[Records from a dataset]

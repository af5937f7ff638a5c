// SPDX-FileCopyrightText: 2026 Alfred Contributors
// SPDX-License-Identifier: MIT OR Apache-2.0

//! ONNX embedding adapter for local inference using all-MiniLM-L6-v2.
//!
//! Produces 384-dimensional embeddings on CPU with zero external API calls.
//! Inference runs on the blocking thread pool so the async runtime keeps
//! serving store operations meanwhile.

use std::path::Path;
use std::sync::{Arc, Mutex};

use async_trait::async_trait;
use ndarray::Array2;
use ort::session::builder::GraphOptimizationLevel;
use ort::session::Session;
use ort::value::TensorRef;

use alfred_config::model::PROVIDER_ONNX;
use alfred_core::{AdapterType, AlfredError, EmbeddingAdapter, HealthStatus, PluginAdapter};

/// Embedding dimensions for all-MiniLM-L6-v2.
pub const EMBEDDING_DIM: usize = 384;

/// A loaded model: ONNX Runtime session plus its tokenizer.
///
/// Built once (usually by [`crate::model_manager::ModelManager::load`]) and
/// moved into the [`OnnxEmbedder`] that owns it.
pub struct OnnxModel {
    session: Mutex<Session>,
    tokenizer: tokenizers::Tokenizer,
}

impl OnnxModel {
    /// Load the model and tokenizer from disk.
    pub fn load(model_path: &Path, tokenizer_path: &Path) -> Result<Self, AlfredError> {
        let tokenizer = tokenizers::Tokenizer::from_file(tokenizer_path).map_err(|e| {
            unavailable(format!(
                "failed to load tokenizer from {}: {e}",
                tokenizer_path.display()
            ))
        })?;

        let session = Session::builder()
            .map_err(|e| unavailable(format!("failed to create ONNX session builder: {e}")))?
            .with_optimization_level(GraphOptimizationLevel::Level3)
            .map_err(|e| unavailable(format!("failed to set optimization level: {e}")))?
            .with_intra_threads(1)
            .map_err(|e| unavailable(format!("failed to set thread count: {e}")))?
            .commit_from_file(model_path)
            .map_err(|e| {
                unavailable(format!(
                    "failed to load ONNX model from {}: {e}",
                    model_path.display()
                ))
            })?;

        Ok(Self {
            session: Mutex::new(session),
            tokenizer,
        })
    }

    /// Embed a single text string, returning a mean-pooled, unnormalized vector.
    pub fn embed_text(&self, text: &str) -> Result<Vec<f32>, AlfredError> {
        let encoding = self
            .tokenizer
            .encode(text, true)
            .map_err(|e| failure(format!("tokenization failed: {e}")))?;

        let input_ids: Vec<i64> = encoding.get_ids().iter().map(|&id| i64::from(id)).collect();
        let attention_mask: Vec<i64> = encoding
            .get_attention_mask()
            .iter()
            .map(|&m| i64::from(m))
            .collect();
        let token_type_ids: Vec<i64> = encoding
            .get_type_ids()
            .iter()
            .map(|&t| i64::from(t))
            .collect();

        let seq_len = input_ids.len();
        let to_array = |values: Vec<i64>, label: &str| {
            Array2::from_shape_vec((1, seq_len), values)
                .map_err(|e| failure(format!("failed to shape {label} tensor: {e}")))
        };
        let input_ids_array = to_array(input_ids, "input_ids")?;
        let attention_mask_array = to_array(attention_mask.clone(), "attention_mask")?;
        let token_type_ids_array = to_array(token_type_ids, "token_type_ids")?;

        let mut session = self
            .session
            .lock()
            .map_err(|e| failure(format!("ONNX session lock poisoned: {e}")))?;

        let input_ids_tensor = TensorRef::from_array_view(&input_ids_array)
            .map_err(|e| failure(format!("input_ids tensor: {e}")))?;
        let attention_mask_tensor = TensorRef::from_array_view(&attention_mask_array)
            .map_err(|e| failure(format!("attention_mask tensor: {e}")))?;
        let token_type_ids_tensor = TensorRef::from_array_view(&token_type_ids_array)
            .map_err(|e| failure(format!("token_type_ids tensor: {e}")))?;

        let outputs = session
            .run(ort::inputs![
                "input_ids" => input_ids_tensor,
                "attention_mask" => attention_mask_tensor,
                "token_type_ids" => token_type_ids_tensor
            ])
            .map_err(|e| failure(format!("ONNX inference failed: {e}")))?;

        // Output shape: [1, seq_len, hidden]
        let (shape, data) = outputs[0]
            .try_extract_tensor::<f32>()
            .map_err(|e| failure(format!("failed to extract output tensor: {e}")))?;
        let hidden_size = shape
            .last()
            .map(|&d| d as usize)
            .ok_or_else(|| failure("output tensor has no dimensions"))?;

        Ok(mean_pool_with_attention(data, &attention_mask, seq_len, hidden_size))
    }

    fn is_healthy(&self) -> bool {
        self.session.lock().is_ok()
    }
}

/// Local all-MiniLM-L6-v2 embedder.
pub struct OnnxEmbedder {
    model: Arc<OnnxModel>,
}

impl OnnxEmbedder {
    pub fn new(model: OnnxModel) -> Self {
        Self {
            model: Arc::new(model),
        }
    }
}

fn unavailable(reason: String) -> AlfredError {
    AlfredError::ProviderUnavailable {
        provider: PROVIDER_ONNX.to_string(),
        reason,
    }
}

fn failure(message: impl Into<String>) -> AlfredError {
    AlfredError::Embedding {
        provider: PROVIDER_ONNX.to_string(),
        message: message.into(),
    }
}

/// Apply attention-masked mean pooling over token embeddings.
fn mean_pool_with_attention(
    embeddings: &[f32],
    attention_mask: &[i64],
    seq_len: usize,
    hidden_size: usize,
) -> Vec<f32> {
    let mut sum = vec![0.0f32; hidden_size];
    let mut count = 0.0f32;

    for (token, &mask) in attention_mask.iter().enumerate().take(seq_len) {
        if mask > 0 {
            let row = &embeddings[token * hidden_size..(token + 1) * hidden_size];
            for (acc, value) in sum.iter_mut().zip(row) {
                *acc += value;
            }
            count += 1.0;
        }
    }

    if count > 0.0 {
        for val in &mut sum {
            *val /= count;
        }
    }

    sum
}

#[async_trait]
impl PluginAdapter for OnnxEmbedder {
    fn name(&self) -> &str {
        PROVIDER_ONNX
    }

    fn version(&self) -> semver::Version {
        semver::Version::new(0, 1, 0)
    }

    fn adapter_type(&self) -> AdapterType {
        AdapterType::Embedding
    }

    async fn health_check(&self) -> Result<HealthStatus, AlfredError> {
        if self.model.is_healthy() {
            Ok(HealthStatus::Healthy)
        } else {
            Ok(HealthStatus::Unhealthy("session lock poisoned".to_string()))
        }
    }

    async fn shutdown(&self) -> Result<(), AlfredError> {
        Ok(())
    }
}

#[async_trait]
impl EmbeddingAdapter for OnnxEmbedder {
    fn dimensions(&self) -> usize {
        EMBEDDING_DIM
    }

    async fn is_available(&self) -> bool {
        self.model.is_healthy()
    }

    async fn embed(&self, text: &str) -> Result<Vec<f32>, AlfredError> {
        let model = Arc::clone(&self.model);
        let text = text.to_string();
        tokio::task::spawn_blocking(move || model.embed_text(&text))
            .await
            .map_err(|e| failure(format!("inference task failed: {e}")))?
    }

    async fn embed_batch(&self, texts: &[String]) -> Result<Vec<Vec<f32>>, AlfredError> {
        let model = Arc::clone(&self.model);
        let texts = texts.to_vec();
        tokio::task::spawn_blocking(move || {
            texts
                .iter()
                .map(|text| model.embed_text(text))
                .collect::<Result<Vec<_>, _>>()
        })
        .await
        .map_err(|e| failure(format!("inference task failed: {e}")))?
    }
}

◆ PROBLEM STATEMENT: Would you please restate all of the entries exactly?

◆ EXPECTED OUTPUT:
repository af5937f7ff638a5c
// SPDX-FileCopyrightText: 2026 Alfred Contributors
// SPDX-License-Identifier: MIT OR Apache-2.0

//! ONNX embedding adapter for local inference using all-MiniLM-L6-v2.
//!
//! Produces 384-dimensional embeddings on CPU with zero external API calls.
//! Inference runs on the blocking thread pool so the async runtime keeps
//! serving store operations meanwhile.

use std::path::Path;
use std::sync::{Arc, Mutex};

use async_trait::async_trait;
use ndarray::Array2;
use ort::session::builder::GraphOptimizationLevel;
use ort::session::Session;
use ort::value::TensorRef;

use alfred_config::model::PROVIDER_ONNX;
use alfred_core::{AdapterType, AlfredError, EmbeddingAdapter, HealthStatus, PluginAdapter};

/// Embedding dimensions for all-MiniLM-L6-v2.
pub const EMBEDDING_DIM: usize = 384;

/// A loaded model: ONNX Runtime session plus its tokenizer.
///
/// Built once (usually by [`crate::model_manager::ModelManager::load`]) and
/// moved into the [`OnnxEmbedder`] that owns it.
pub struct OnnxModel {
    session: Mutex<Session>,
    tokenizer: tokenizers::Tokenizer,
}

impl OnnxModel {
    /// Load the model and tokenizer from disk.
    pub fn load(model_path: &Path, tokenizer_path: &Path) -> Result<Self, AlfredError> {
        let tokenizer = tokenizers::Tokenizer::from_file(tokenizer_path).map_err(|e| {
            unavailable(format!(
                "failed to load tokenizer from {}: {e}",
                tokenizer_path.display()
            ))
        })?;

        let session = Session::builder()
            .map_err(|e| unavailable(format!("failed to create ONNX session builder: {e}")))?
            .with_optimization_level(GraphOptimizationLevel::Level3)
            .map_err(|e| unavailable(format!("failed to set optimization level: {e}")))?
            .with_intra_threads(1)
            .map_err(|e| unavailable(format!("failed to set thread count: {e}")))?
            .commit_from_file(model_path)
            .map_err(|e| {
                unavailable(format!(
                    "failed to load ONNX model from {}: {e}",
                    model_path.display()
                ))
            })?;

        Ok(Self {
            session: Mutex::new(session),
            tokenizer,
        })
    }

    /// Embed a single text string, returning a mean-pooled, unnormalized vector.
    pub fn embed_text(&self, text: &str) -> Result<Vec<f32>, AlfredError> {
        let encoding = self
            .tokenizer
            .encode(text, true)
            .map_err(|e| failure(format!("tokenization failed: {e}")))?;

        let input_ids: Vec<i64> = encoding.get_ids().iter().map(|&id| i64::from(id)).collect();
        let attention_mask: Vec<i64> = encoding
            .get_attention_mask()
            .iter()
            .map(|&m| i64::from(m))
            .collect();
        let token_type_ids: Vec<i64> = encoding
            .get_type_ids()
            .iter()
            .map(|&t| i64::from(t))
            .collect();

        let seq_len = input_ids.len();
        let to_array = |values: Vec<i64>, label: &str| {
            Array2::from_shape_vec((1, seq_len), values)
                .map_err(|e| failure(format!("failed to shape {label} tensor: {e}")))
        };
        let input_ids_array = to_array(input_ids, "input_ids")?;
        let attention_mask_array = to_array(attention_mask.clone(), "attention_mask")?;
        let token_type_ids_array = to_array(token_type_ids, "token_type_ids")?;

        let mut session = self
            .session
            .lock()
            .map_err(|e| failure(format!("ONNX session lock poisoned: {e}")))?;

        let input_ids_tensor = TensorRef::from_array_view(&input_ids_array)
            .map_err(|e| failure(format!("input_ids tensor: {e}")))?;
        let attention_mask_tensor = TensorRef::from_array_view(&attention_mask_array)
            .map_err(|e| failure(format!("attention_mask tensor: {e}")))?;
        let token_type_ids_tensor = TensorRef::from_array_view(&token_type_ids_array)
            .map_err(|e| failure(format!("token_type_ids tensor: {e}")))?;

        let outputs = session
            .run(ort::inputs![
                "input_ids" => input_ids_tensor,
                "attention_mask" => attention_mask_tensor,
                "token_type_ids" => token_type_ids_tensor
            ])
            .map_err(|e| failure(format!("ONNX inference failed: {e}")))?;

        // Output shape: [1, seq_len, hidden]
        let (shape, data) = outputs[0]
            .try_extract_tensor::<f32>()
            .map_err(|e| failure(format!("failed to extract output tensor: {e}")))?;
        let hidden_size = shape
            .last()
            .map(|&d| d as usize)
            .ok_or_else(|| failure("output tensor has no dimensions"))?;

        Ok(mean_pool_with_attention(data, &attention_mask, seq_len, hidden_size))
    }

    fn is_healthy(&self) -> bool {
        self.session.lock().is_ok()
    }
}

/// Local all-MiniLM-L6-v2 embedder.
pub struct OnnxEmbedder {
    model: Arc<OnnxModel>,
}

impl OnnxEmbedder {
    pub fn new(model: OnnxModel) -> Self {
        Self {
            model: Arc::new(model),
        }
    }
}

fn unavailable(reason: String) -> AlfredError {
    AlfredError::ProviderUnavailable {
        provider: PROVIDER_ONNX.to_string(),
        reason,
    }
}

fn failure(message: impl Into<String>) -> AlfredError {
    AlfredError::Embedding {
        provider: PROVIDER_ONNX.to_string(),
        message: message.into(),
    }
}

/// Apply attention-masked mean pooling over token embeddings.
fn mean_pool_with_attention(
    embeddings: &[f32],
    attention_mask: &[i64],
    seq_len: usize,
    hidden_size: usize,
) -> Vec<f32> {
    let mut sum = vec![0.0f32; hidden_size];
    let mut count = 0.0f32;

    for (token, &mask) in attention_mask.iter().enumerate().take(seq_len) {
        if mask > 0 {
            let row = &embeddings[token * hidden_size..(token + 1) * hidden_size];
            for (acc, value) in sum.iter_mut().zip(row) {
                *acc += value;
            }
            count += 1.0;
        }
    }

    if count > 0.0 {
        for val in &mut sum {
            *val /= count;
        }
    }

    sum
}

#[async_trait]
impl PluginAdapter for OnnxEmbedder {
    fn name(&self) -> &str {
        PROVIDER_ONNX
    }

    fn version(&self) -> semver::Version {
        semver::Version::new(0, 1, 0)
    }

    fn adapter_type(&self) -> AdapterType {
        AdapterType::Embedding
    }

    async fn health_check(&self) -> Result<HealthStatus, AlfredError> {
        if self.model.is_healthy() {
            Ok(HealthStatus::Healthy)
        } else {
            Ok(HealthStatus::Unhealthy("session lock poisoned".to_string()))
        }
    }

    async fn shutdown(&self) -> Result<(), AlfredError> {
        Ok(())
    }
}

#[async_trait]
impl EmbeddingAdapter for OnnxEmbedder {
    fn dimensions(&self) -> usize {
        EMBEDDING_DIM
    }

    async fn is_available(&self) -> bool {
        self.model.is_healthy()
    }

    async fn embed(&self, text: &str) -> Result<Vec<f32>, AlfredError> {
        let model = Arc::clone(&self.model);
        let text = text.to_string();
        tokio::task::spawn_blocking(move || model.embed_text(&text))
            .await
            .map_err(|e| failure(format!("inference task failed: {e}")))?
    }

    async fn embed_batch(&self, texts: &[String]) -> Result<Vec<Vec<f32>>, AlfredError> {
        let model = Arc::clone(&self.model);
        let texts = texts.to_vec();
        tokio::task::spawn_blocking(move || {
            texts
                .iter()
                .map(|text| model.embed_text(text))
                .collect::<Result<Vec<_>, _>>()
        })
        .await
        .map_err(|e| failure(format!("inference task failed: {e}")))?
    }
}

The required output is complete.